(Dataset entries)
════════════════

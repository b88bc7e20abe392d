//! Site configuration management for `folio.toml`.
//!
//! # Sections
//!
//! | Section     | Purpose                                        |
//! |-------------|------------------------------------------------|
//! | `[base]`    | Site metadata (title, description, language)   |
//! | `[build]`   | Output and asset paths, minification           |
//! | `[data]`    | Where `data.json` is resolved from             |
//! | `[serve]`   | Development server (port, interface, watch)    |
//!
//! # Example
//!
//! ```toml
//! [base]
//! title = "Ernest Bernin"
//! description = "PhD Candidate in Chemistry"
//!
//! [build]
//! output = "public"
//! minify = true
//!
//! [data]
//! candidates = ["data/data.json", "../data/data.json"]
//!
//! [serve]
//! port = 5277
//! ```

mod base;
mod build;
mod data;
mod error;
mod handle;
mod serve;
pub mod defaults;

// Internal imports used in this module
use base::BaseConfig;
use build::BuildConfig;
use data::DataConfig;
use error::ConfigError;
use serve::ServeConfig;

pub use handle::{cfg, init_config, reload_config};

use crate::cli::{Cli, Commands};
use anyhow::{Result, bail};
use educe::Educe;
use serde::{Deserialize, Serialize};
use std::{
    fs,
    path::{Path, PathBuf},
};

// ============================================================================
// Root Configuration
// ============================================================================

/// Root configuration structure representing folio.toml
#[derive(Debug, Clone, Educe, Serialize, Deserialize)]
#[educe(Default)]
#[serde(deny_unknown_fields)]
pub struct SiteConfig {
    /// CLI arguments reference
    #[serde(skip)]
    pub cli: Option<&'static Cli>,

    /// Absolute path to the config file (set after loading)
    #[serde(skip)]
    pub config_path: PathBuf,

    /// Basic site information
    #[serde(default)]
    pub base: BaseConfig,

    /// Build settings
    #[serde(default)]
    pub build: BuildConfig,

    /// Site data resolution
    #[serde(default)]
    pub data: DataConfig,

    /// Development server settings
    #[serde(default)]
    pub serve: ServeConfig,
}

impl SiteConfig {
    /// Parse configuration from TOML string
    pub fn from_str(content: &str) -> Result<Self> {
        let config: SiteConfig = toml::from_str(content).map_err(ConfigError::from)?;
        Ok(config)
    }

    /// Load configuration from file path
    pub fn from_path(path: &Path) -> Result<Self> {
        let content =
            fs::read_to_string(path).map_err(|err| ConfigError::Io(path.to_path_buf(), err))?;
        Self::from_str(&content)
    }

    /// Load config for a CLI invocation: read the file if present, then apply
    /// CLI overrides and normalize paths.
    pub fn load(cli: &'static Cli) -> Result<Self> {
        let root = cli.root.as_deref().unwrap_or(Path::new("./"));
        let config_path = root.join(&cli.config);

        let mut config = if config_path.exists() {
            Self::from_path(&config_path)?
        } else {
            Self::default()
        };
        config.update_with_cli(cli);
        Ok(config)
    }

    /// Get the root directory path
    pub fn get_root(&self) -> &Path {
        self.build.root.as_deref().unwrap_or(Path::new("./"))
    }

    /// Set the root directory path
    pub fn set_root(&mut self, path: &Path) {
        self.build.root = Some(path.to_path_buf())
    }

    /// Page title: `[base].title`, or `fallback` (the hero title) when unset.
    pub fn title_or<'a>(&'a self, fallback: &'a str) -> &'a str {
        match self.base.title.as_str() {
            "" => fallback,
            title => title,
        }
    }

    /// Update configuration with CLI arguments
    pub fn update_with_cli(&mut self, cli: &'static Cli) {
        self.cli = Some(cli);

        // Determine the final root path based on command
        let base = cli
            .root
            .clone()
            .unwrap_or_else(|| self.get_root().to_owned());
        let root = match &cli.command {
            Commands::Init { name: Some(name) } => base.join(name),
            _ => base,
        };

        self.update_path_with_root(&root, cli);

        if let Some(args) = cli.build_args() {
            Self::update_option(&mut self.build.minify, args.minify.as_ref());
            Self::update_option(&mut self.data.base, args.data_base.as_ref());
            self.build.clean |= args.clean;
        }

        if let Commands::Serve {
            interface,
            port,
            watch,
            ..
        } = &cli.command
        {
            Self::update_option(&mut self.serve.interface, interface.as_ref());
            Self::update_option(&mut self.serve.port, port.as_ref());
            Self::update_option(&mut self.serve.watch, watch.as_ref());
            self.base.url = Some(format!(
                "http://{}:{}",
                self.serve.interface, self.serve.port
            ));
        }
    }

    /// Update config option if CLI value is provided
    fn update_option<T: Clone>(config_option: &mut T, cli_option: Option<&T>) {
        if let Some(option) = cli_option {
            *config_option = option.clone();
        }
    }

    /// Update all paths relative to root directory and normalize to absolute paths
    fn update_path_with_root(&mut self, root: &Path, cli: &Cli) {
        // Apply CLI overrides first
        Self::update_option(&mut self.build.assets, cli.assets.as_ref());
        Self::update_option(&mut self.build.output, cli.output.as_ref());

        // Normalize root to absolute path
        let root = Self::normalize_path(root);
        self.set_root(&root);

        self.config_path = Self::normalize_path(&root.join(&cli.config));
        self.build.assets = Self::normalize_path(&root.join(&self.build.assets));
        self.build.output = Self::normalize_path(&root.join(&self.build.output));
    }

    /// Normalize a path to absolute, using canonicalize if the path exists
    fn normalize_path(path: &Path) -> PathBuf {
        path.canonicalize().unwrap_or_else(|_| {
            // For non-existent paths, manually make them absolute
            if path.is_absolute() {
                path.to_path_buf()
            } else {
                std::env::current_dir()
                    .map(|cwd| cwd.join(path))
                    .unwrap_or_else(|_| path.to_path_buf())
            }
        })
    }

    /// Validate configuration for the current command
    pub fn validate(&self) -> Result<()> {
        if let Some(url) = &self.base.url
            && !url.starts_with("http")
        {
            bail!(ConfigError::invalid("base.url", "must start with http:// or https://"));
        }

        if self.data.candidates.is_empty() {
            bail!(ConfigError::invalid("data.candidates", "must have at least one element"));
        }

        if self.data.candidates.iter().any(|c| c.trim().is_empty()) {
            bail!(ConfigError::invalid("data.candidates", "must not contain empty paths"));
        }

        if self.build.output == self.get_root() {
            bail!(ConfigError::invalid("build.output", "must not be the site root"));
        }

        if let Some(Commands::Init { .. }) = self.cli.map(|cli| &cli.command)
            && self.config_path.exists()
        {
            bail!("Config file already exists. Remove it manually or init in a different path.");
        }

        Ok(())
    }
}

// ============================================================================
// Tests
// ============================================================================

#[cfg(test)]
mod tests {
    use super::*;
    use clap::Parser;

    fn leak_cli(args: &[&str]) -> &'static Cli {
        Box::leak(Box::new(Cli::try_parse_from(args).unwrap()))
    }

    #[test]
    fn test_from_str() {
        let config_str = r#"
            [base]
            title = "Ernest Bernin"
            author = "Ernest"
        "#;
        let config = SiteConfig::from_str(config_str).unwrap();

        assert_eq!(config.base.title, "Ernest Bernin");
        assert_eq!(config.base.author, "Ernest");
    }

    #[test]
    fn test_from_str_invalid_toml() {
        let invalid_config = r#"
            [base
            title = "My Site"
        "#;
        assert!(SiteConfig::from_str(invalid_config).is_err());
    }

    #[test]
    fn test_get_root_default() {
        let config = SiteConfig::default();
        assert_eq!(config.get_root(), Path::new("./"));
    }

    #[test]
    fn test_set_root() {
        let mut config = SiteConfig::default();
        config.set_root(Path::new("/custom/path"));
        assert_eq!(config.get_root(), Path::new("/custom/path"));
    }

    #[test]
    fn test_title_or() {
        let mut config = SiteConfig::default();
        assert_eq!(config.title_or("Hero"), "Hero");
        config.base.title = "Site".into();
        assert_eq!(config.title_or("Hero"), "Site");
    }

    #[test]
    fn test_site_config_default() {
        let config = SiteConfig::default();

        assert!(config.cli.is_none());
        assert_eq!(config.config_path, PathBuf::new());
        assert_eq!(config.base.title, "");
        assert!(config.build.minify);
        assert_eq!(config.serve.port, 5277);
        assert_eq!(config.data.candidates.len(), 2);
    }

    #[test]
    fn test_full_config_all_sections() {
        let config = r#"
            [base]
            title = "Ernest Bernin"
            description = "Chemistry"
            url = "https://ernest.example.com"
            language = "en-US"

            [build]
            output = "dist"
            assets = "static"
            minify = false

            [data]
            base = "content"
            candidates = ["data.json"]

            [serve]
            interface = "127.0.0.1"
            port = 3000
            watch = true
        "#;
        let config = SiteConfig::from_str(config).unwrap();

        assert_eq!(config.base.title, "Ernest Bernin");
        assert_eq!(config.build.output, PathBuf::from("dist"));
        assert_eq!(config.build.assets, PathBuf::from("static"));
        assert_eq!(config.data.base, "content");
        assert_eq!(config.serve.port, 3000);
    }

    #[test]
    fn test_unknown_top_level_field_rejection() {
        let config = r#"
            [base]
            title = "Test"

            [deploy]
            provider = "github"
        "#;
        assert!(SiteConfig::from_str(config).is_err());
    }

    #[test]
    fn test_update_with_cli_overrides() {
        let dir = tempfile::TempDir::new().unwrap();
        let root = dir.path().to_str().unwrap();
        let cli = leak_cli(&[
            "folio", "--root", root, "--output", "out", "build", "--minify", "false",
            "--data-base", "https://a.org/",
        ]);

        let config = SiteConfig::load(cli).unwrap();
        let root = dir.path().canonicalize().unwrap();

        assert_eq!(config.get_root(), root);
        assert_eq!(config.build.output, root.join("out"));
        assert_eq!(config.build.assets, root.join("assets"));
        assert!(!config.build.minify);
        assert_eq!(config.data.base, "https://a.org/");
        assert!(config.validate().is_ok());
    }

    #[test]
    fn test_serve_overrides_base_url() {
        let dir = tempfile::TempDir::new().unwrap();
        let cli = leak_cli(&[
            "folio", "--root", dir.path().to_str().unwrap(), "serve", "--port", "8080",
        ]);

        let config = SiteConfig::load(cli).unwrap();
        assert_eq!(config.serve.port, 8080);
        assert_eq!(config.base.url.as_deref(), Some("http://127.0.0.1:8080"));
    }

    #[test]
    fn test_load_reads_config_file() {
        let dir = tempfile::TempDir::new().unwrap();
        fs::write(dir.path().join("folio.toml"), "[base]\ntitle = \"From File\"\n").unwrap();
        let cli = leak_cli(&["folio", "--root", dir.path().to_str().unwrap(), "build"]);

        let config = SiteConfig::load(cli).unwrap();
        assert_eq!(config.base.title, "From File");
        assert!(config.config_path.ends_with("folio.toml"));
    }

    #[test]
    fn test_validate_rejects_bad_values() {
        let mut config = SiteConfig::default();
        config.set_root(Path::new("/site"));
        config.build.output = PathBuf::from("/site/public");
        assert!(config.validate().is_ok());

        config.data.candidates.clear();
        assert!(config.validate().is_err());

        config.data.candidates = vec![" ".into()];
        assert!(config.validate().is_err());

        config.data.candidates = vec!["data.json".into()];
        config.base.url = Some("ftp://x".into());
        assert!(config.validate().is_err());

        config.base.url = None;
        config.build.output = PathBuf::from("/site");
        assert!(config.validate().is_err());
    }
}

════════════════

Using the records above, say how many lines contain the word "into". Write the number alone.

- SOLVED EXERCISE:
4